● REQUIREMENT:
Print the lines in the listing below that fall between the line with "pub enum HostError" and the line with "of verb definitions.", those two lines included, exactly as they stand and with nothing else.

● DATA TO EXAMINE:
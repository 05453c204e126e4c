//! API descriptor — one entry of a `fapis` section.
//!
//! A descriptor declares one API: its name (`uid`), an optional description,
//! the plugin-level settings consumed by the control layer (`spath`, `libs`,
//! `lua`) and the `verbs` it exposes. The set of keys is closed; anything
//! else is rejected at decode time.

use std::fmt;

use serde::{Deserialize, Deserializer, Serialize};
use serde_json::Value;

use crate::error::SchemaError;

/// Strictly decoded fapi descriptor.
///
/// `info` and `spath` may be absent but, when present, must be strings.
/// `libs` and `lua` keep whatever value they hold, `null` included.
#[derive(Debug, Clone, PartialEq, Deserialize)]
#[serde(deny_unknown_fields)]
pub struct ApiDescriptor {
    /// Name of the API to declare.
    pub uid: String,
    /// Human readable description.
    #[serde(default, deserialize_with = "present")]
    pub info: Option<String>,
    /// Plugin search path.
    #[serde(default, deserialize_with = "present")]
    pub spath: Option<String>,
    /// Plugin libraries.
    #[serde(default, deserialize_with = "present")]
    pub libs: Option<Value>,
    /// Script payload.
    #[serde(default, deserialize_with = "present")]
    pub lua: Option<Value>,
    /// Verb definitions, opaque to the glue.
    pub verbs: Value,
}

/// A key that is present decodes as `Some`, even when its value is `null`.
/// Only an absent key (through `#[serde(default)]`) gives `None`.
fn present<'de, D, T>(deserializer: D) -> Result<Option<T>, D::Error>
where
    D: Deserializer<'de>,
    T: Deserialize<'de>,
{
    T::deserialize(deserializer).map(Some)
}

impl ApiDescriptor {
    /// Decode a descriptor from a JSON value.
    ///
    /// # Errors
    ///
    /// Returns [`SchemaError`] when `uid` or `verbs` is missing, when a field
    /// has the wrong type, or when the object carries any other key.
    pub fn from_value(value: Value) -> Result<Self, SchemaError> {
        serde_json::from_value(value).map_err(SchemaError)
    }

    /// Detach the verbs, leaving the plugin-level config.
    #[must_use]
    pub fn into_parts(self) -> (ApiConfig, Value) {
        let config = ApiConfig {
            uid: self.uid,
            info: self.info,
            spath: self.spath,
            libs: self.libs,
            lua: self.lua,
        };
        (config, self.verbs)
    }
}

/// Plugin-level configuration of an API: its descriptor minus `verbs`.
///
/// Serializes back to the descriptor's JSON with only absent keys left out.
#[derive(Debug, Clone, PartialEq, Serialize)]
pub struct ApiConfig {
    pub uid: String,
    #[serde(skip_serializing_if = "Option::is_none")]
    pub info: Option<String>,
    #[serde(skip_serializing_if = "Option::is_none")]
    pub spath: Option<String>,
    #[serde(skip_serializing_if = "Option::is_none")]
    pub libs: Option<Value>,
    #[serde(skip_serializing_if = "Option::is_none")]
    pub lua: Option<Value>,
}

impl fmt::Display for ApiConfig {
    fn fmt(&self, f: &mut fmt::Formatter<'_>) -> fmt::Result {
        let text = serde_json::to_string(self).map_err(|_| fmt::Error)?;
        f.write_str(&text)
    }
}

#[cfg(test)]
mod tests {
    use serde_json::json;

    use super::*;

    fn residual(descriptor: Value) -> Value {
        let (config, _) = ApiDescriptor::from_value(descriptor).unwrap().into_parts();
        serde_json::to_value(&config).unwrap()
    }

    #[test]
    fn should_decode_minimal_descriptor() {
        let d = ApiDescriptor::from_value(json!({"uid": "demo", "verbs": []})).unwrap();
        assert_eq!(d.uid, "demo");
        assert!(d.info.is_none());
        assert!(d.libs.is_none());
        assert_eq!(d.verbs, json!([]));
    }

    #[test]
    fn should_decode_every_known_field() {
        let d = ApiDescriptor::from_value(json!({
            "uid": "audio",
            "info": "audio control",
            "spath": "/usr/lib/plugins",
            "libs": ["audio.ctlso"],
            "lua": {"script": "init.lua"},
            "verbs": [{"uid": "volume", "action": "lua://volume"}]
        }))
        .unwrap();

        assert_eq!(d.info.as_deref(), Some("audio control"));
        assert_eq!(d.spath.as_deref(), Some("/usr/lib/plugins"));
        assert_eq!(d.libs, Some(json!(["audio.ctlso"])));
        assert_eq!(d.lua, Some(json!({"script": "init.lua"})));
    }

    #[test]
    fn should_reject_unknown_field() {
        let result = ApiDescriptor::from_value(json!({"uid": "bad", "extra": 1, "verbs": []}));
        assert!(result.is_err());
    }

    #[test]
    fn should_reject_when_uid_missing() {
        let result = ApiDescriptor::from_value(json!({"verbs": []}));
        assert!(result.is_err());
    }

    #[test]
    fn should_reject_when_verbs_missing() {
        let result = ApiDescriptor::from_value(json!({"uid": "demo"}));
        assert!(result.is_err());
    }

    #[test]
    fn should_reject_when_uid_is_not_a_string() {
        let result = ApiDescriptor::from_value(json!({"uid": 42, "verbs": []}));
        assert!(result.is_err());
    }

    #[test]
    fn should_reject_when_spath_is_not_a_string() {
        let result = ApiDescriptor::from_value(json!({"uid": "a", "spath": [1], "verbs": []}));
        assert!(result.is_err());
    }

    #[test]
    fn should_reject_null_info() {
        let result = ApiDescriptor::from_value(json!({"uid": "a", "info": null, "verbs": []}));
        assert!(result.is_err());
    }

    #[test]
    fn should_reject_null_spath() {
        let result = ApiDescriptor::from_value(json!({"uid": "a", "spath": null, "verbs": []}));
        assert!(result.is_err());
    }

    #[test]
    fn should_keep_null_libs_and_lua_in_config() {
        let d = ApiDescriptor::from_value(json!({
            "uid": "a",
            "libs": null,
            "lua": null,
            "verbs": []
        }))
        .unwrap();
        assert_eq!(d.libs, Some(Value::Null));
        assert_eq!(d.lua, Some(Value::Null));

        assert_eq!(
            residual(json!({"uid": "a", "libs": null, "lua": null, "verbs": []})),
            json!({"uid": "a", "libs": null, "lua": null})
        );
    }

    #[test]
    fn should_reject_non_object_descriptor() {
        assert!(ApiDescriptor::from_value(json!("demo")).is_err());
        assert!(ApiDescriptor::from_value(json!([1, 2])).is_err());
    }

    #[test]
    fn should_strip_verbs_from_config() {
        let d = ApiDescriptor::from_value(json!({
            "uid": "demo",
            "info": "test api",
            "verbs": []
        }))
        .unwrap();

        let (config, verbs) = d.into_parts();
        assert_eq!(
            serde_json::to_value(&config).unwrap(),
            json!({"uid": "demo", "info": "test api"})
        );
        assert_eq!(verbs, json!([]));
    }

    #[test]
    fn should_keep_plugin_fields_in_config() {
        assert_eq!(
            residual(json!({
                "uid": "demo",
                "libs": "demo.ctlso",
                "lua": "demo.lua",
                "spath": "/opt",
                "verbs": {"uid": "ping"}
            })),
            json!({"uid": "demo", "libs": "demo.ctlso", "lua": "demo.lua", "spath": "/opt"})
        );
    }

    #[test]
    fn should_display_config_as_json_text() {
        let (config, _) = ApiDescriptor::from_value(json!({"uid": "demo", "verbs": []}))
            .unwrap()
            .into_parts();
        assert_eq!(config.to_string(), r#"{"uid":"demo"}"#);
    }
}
---
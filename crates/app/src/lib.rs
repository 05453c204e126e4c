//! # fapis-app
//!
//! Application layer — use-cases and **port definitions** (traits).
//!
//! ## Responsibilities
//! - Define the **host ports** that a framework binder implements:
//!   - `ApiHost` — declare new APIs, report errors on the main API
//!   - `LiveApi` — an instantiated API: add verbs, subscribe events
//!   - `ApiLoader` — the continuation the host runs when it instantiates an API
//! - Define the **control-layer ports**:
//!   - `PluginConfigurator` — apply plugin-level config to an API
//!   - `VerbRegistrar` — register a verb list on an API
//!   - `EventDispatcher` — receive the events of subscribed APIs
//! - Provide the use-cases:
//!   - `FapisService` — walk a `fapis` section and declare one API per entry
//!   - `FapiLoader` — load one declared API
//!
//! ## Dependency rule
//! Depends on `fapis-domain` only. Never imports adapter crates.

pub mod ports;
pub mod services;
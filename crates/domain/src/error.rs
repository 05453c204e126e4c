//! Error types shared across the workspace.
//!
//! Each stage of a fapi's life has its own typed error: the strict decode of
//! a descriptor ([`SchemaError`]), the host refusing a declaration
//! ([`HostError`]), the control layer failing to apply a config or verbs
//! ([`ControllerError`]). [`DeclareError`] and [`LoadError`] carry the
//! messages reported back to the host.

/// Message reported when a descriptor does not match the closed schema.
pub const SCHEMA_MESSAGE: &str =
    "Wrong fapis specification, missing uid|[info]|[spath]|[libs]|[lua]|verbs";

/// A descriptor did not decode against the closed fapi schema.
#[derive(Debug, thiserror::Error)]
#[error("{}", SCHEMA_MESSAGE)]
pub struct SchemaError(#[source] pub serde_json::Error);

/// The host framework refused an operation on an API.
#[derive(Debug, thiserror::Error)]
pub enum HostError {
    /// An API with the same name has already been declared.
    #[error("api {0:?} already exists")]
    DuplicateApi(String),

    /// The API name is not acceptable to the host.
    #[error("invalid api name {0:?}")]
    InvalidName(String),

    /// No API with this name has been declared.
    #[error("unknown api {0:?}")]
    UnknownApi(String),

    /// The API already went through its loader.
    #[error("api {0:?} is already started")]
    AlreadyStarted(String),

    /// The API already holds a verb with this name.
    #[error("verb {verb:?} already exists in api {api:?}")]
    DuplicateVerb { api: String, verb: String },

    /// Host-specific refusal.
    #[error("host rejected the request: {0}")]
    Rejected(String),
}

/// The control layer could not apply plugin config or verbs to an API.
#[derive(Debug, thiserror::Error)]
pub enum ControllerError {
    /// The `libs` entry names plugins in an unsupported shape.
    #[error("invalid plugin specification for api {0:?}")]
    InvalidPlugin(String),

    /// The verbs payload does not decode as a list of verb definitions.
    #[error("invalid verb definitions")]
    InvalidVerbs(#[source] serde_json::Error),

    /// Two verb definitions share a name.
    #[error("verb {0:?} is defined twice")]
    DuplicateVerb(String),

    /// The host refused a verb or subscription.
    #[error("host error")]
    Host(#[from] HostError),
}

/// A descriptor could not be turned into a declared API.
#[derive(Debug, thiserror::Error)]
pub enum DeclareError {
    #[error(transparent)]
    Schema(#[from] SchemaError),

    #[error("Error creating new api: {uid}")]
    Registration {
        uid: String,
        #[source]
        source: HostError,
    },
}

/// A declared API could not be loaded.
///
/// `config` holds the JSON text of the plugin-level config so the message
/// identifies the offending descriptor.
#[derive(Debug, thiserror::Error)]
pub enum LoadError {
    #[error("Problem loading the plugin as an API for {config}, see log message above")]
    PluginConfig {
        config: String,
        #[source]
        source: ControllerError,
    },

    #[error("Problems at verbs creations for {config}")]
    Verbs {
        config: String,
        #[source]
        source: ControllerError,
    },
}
--
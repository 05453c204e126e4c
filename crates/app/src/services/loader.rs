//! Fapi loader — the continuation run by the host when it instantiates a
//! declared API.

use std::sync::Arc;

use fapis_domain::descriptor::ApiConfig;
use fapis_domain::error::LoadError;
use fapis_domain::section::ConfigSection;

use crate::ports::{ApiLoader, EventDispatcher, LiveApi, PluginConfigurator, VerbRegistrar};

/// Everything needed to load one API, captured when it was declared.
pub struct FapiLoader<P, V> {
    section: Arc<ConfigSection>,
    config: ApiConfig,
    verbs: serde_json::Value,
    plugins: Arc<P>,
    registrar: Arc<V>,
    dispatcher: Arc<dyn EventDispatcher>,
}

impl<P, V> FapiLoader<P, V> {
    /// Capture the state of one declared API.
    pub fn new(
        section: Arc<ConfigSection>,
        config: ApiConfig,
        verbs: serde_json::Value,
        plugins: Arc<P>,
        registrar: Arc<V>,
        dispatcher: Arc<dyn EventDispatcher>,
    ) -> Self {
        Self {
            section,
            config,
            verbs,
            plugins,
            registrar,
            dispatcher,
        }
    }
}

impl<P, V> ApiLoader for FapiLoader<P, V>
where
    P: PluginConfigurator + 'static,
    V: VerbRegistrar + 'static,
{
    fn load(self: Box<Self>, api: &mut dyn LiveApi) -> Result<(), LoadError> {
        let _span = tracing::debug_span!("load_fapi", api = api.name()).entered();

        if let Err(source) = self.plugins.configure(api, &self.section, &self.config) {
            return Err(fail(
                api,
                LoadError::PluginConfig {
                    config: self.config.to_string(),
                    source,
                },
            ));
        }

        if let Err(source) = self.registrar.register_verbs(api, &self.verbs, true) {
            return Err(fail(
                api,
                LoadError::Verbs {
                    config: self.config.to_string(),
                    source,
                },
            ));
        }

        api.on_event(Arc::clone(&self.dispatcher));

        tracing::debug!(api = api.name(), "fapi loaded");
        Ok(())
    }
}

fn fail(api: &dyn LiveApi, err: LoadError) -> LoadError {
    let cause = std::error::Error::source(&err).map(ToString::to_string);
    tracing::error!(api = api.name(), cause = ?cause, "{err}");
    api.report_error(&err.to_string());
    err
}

● ANSWER FOR THE TASK:
pub enum HostError {
    /// An API with the same name has already been declared.
    #[error("api {0:?} already exists")]
    DuplicateApi(String),

    /// The API name is not acceptable to the host.
    #[error("invalid api name {0:?}")]
    InvalidName(String),

    /// No API with this name has been declared.
    #[error("unknown api {0:?}")]
    UnknownApi(String),

    /// The API already went through its loader.
    #[error("api {0:?} is already started")]
    AlreadyStarted(String),

    /// The API already holds a verb with this name.
    #[error("verb {verb:?} already exists in api {api:?}")]
    DuplicateVerb { api: String, verb: String },

    /// Host-specific refusal.
    #[error("host rejected the request: {0}")]
    Rejected(String),
}

/// The control layer could not apply plugin config or verbs to an API.
#[derive(Debug, thiserror::Error)]
pub enum ControllerError {
    /// The `libs` entry names plugins in an unsupported shape.
    #[error("invalid plugin specification for api {0:?}")]
    InvalidPlugin(String),

    /// The verbs payload does not decode as a list of verb definitions.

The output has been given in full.